* **Brief**
In the entries that follow, find every line containing "startup" and copy it.

◆ ◆ ◆ ◆

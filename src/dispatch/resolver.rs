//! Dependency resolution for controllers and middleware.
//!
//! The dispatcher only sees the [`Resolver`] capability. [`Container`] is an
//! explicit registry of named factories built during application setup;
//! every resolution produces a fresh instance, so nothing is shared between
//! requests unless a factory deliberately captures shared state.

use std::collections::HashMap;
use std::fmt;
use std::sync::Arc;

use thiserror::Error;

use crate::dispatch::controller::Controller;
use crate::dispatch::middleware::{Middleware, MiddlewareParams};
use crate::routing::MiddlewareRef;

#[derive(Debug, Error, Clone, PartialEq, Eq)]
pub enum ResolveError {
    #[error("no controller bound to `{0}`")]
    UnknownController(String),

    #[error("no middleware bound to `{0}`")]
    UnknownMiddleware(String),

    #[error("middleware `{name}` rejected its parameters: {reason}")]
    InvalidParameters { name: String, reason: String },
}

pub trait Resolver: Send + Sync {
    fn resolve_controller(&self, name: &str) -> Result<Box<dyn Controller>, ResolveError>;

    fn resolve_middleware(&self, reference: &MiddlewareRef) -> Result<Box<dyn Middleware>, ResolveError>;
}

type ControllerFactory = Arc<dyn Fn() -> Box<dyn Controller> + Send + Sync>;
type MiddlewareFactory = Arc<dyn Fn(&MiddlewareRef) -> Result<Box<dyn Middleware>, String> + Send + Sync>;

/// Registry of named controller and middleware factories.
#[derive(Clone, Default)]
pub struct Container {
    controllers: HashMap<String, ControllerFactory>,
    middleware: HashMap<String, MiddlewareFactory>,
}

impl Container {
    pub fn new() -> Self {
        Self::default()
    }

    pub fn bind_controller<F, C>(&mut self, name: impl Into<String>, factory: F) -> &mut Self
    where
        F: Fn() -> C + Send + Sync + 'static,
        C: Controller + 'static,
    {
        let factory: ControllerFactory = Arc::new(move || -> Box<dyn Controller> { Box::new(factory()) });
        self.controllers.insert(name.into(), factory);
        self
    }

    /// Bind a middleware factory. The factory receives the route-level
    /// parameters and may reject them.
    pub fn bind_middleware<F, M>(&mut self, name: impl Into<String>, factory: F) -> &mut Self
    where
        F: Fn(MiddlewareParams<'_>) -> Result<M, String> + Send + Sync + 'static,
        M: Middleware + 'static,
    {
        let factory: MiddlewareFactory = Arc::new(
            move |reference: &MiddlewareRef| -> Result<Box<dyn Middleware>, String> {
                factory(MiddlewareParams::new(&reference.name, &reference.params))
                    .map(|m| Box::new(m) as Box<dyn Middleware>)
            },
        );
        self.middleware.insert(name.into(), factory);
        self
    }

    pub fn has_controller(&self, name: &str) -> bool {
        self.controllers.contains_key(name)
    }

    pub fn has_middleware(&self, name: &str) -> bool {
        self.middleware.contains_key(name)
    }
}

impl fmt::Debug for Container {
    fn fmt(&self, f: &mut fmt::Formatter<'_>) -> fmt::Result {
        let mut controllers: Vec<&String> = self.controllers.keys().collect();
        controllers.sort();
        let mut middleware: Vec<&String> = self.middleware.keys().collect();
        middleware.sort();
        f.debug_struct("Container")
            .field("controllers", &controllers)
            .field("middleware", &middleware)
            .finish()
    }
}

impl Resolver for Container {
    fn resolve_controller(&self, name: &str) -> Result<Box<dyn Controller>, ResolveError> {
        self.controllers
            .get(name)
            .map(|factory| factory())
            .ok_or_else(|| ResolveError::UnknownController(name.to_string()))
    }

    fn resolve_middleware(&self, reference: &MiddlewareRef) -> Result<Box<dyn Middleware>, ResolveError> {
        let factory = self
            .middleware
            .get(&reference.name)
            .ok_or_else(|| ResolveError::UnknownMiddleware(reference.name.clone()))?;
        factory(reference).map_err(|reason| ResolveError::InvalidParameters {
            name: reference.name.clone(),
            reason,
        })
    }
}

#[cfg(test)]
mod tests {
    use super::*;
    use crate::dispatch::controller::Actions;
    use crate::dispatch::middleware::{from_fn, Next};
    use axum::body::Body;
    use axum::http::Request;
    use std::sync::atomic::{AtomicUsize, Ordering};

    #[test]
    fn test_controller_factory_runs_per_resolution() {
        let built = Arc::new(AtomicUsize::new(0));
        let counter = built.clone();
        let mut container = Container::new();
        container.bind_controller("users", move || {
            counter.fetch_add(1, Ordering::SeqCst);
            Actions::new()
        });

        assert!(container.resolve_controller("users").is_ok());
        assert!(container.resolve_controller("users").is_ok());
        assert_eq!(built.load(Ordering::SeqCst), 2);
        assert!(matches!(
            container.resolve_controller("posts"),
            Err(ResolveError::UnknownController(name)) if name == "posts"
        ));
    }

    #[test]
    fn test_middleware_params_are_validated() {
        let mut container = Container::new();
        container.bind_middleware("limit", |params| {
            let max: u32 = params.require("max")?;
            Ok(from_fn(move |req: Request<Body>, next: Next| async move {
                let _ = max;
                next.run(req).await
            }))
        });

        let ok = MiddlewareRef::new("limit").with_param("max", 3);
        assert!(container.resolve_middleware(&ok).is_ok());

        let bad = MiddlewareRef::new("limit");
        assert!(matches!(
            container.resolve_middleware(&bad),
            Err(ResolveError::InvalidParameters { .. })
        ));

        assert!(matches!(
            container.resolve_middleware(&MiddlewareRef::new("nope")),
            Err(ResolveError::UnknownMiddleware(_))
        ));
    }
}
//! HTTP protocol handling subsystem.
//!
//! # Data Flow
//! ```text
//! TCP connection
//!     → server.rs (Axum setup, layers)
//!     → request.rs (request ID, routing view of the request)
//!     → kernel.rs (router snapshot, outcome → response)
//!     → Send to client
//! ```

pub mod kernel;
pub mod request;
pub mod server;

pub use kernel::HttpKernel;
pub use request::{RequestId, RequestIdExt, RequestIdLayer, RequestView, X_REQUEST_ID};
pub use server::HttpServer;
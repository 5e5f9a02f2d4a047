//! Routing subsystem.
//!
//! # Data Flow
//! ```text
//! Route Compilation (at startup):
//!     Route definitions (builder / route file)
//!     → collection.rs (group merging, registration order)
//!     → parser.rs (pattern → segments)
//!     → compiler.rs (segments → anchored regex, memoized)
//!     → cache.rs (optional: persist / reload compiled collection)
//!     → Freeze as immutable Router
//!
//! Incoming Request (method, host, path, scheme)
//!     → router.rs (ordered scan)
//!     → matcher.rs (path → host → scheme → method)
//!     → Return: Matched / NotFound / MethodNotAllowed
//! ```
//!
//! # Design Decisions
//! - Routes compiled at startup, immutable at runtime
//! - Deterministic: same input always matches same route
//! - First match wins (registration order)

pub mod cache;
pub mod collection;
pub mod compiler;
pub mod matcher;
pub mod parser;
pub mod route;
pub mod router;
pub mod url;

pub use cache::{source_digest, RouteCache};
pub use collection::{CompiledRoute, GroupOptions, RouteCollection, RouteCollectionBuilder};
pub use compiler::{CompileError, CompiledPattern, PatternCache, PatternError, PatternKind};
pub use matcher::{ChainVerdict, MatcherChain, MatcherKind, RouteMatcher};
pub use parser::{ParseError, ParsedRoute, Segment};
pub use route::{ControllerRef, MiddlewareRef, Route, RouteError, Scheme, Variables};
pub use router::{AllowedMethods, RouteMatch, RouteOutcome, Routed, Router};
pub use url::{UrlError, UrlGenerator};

◆ ◆ ◆ ◆

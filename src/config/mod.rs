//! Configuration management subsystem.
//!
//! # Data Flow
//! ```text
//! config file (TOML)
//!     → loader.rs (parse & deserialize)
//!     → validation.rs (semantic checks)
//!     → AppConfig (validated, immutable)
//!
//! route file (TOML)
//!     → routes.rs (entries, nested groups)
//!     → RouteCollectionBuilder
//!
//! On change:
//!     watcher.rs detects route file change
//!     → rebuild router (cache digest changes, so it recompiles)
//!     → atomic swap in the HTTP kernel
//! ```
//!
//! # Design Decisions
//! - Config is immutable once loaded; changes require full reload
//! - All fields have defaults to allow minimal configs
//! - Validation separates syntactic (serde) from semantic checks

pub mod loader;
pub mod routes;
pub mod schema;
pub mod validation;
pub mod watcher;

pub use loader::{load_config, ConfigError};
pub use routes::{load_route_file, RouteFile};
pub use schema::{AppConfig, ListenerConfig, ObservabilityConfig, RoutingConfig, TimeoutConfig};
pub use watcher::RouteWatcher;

◆ ◆ ◆ ◆

* **Solution to the exercise**
//! Route Compilation (at startup):
//! - Routes compiled at startup, immutable at runtime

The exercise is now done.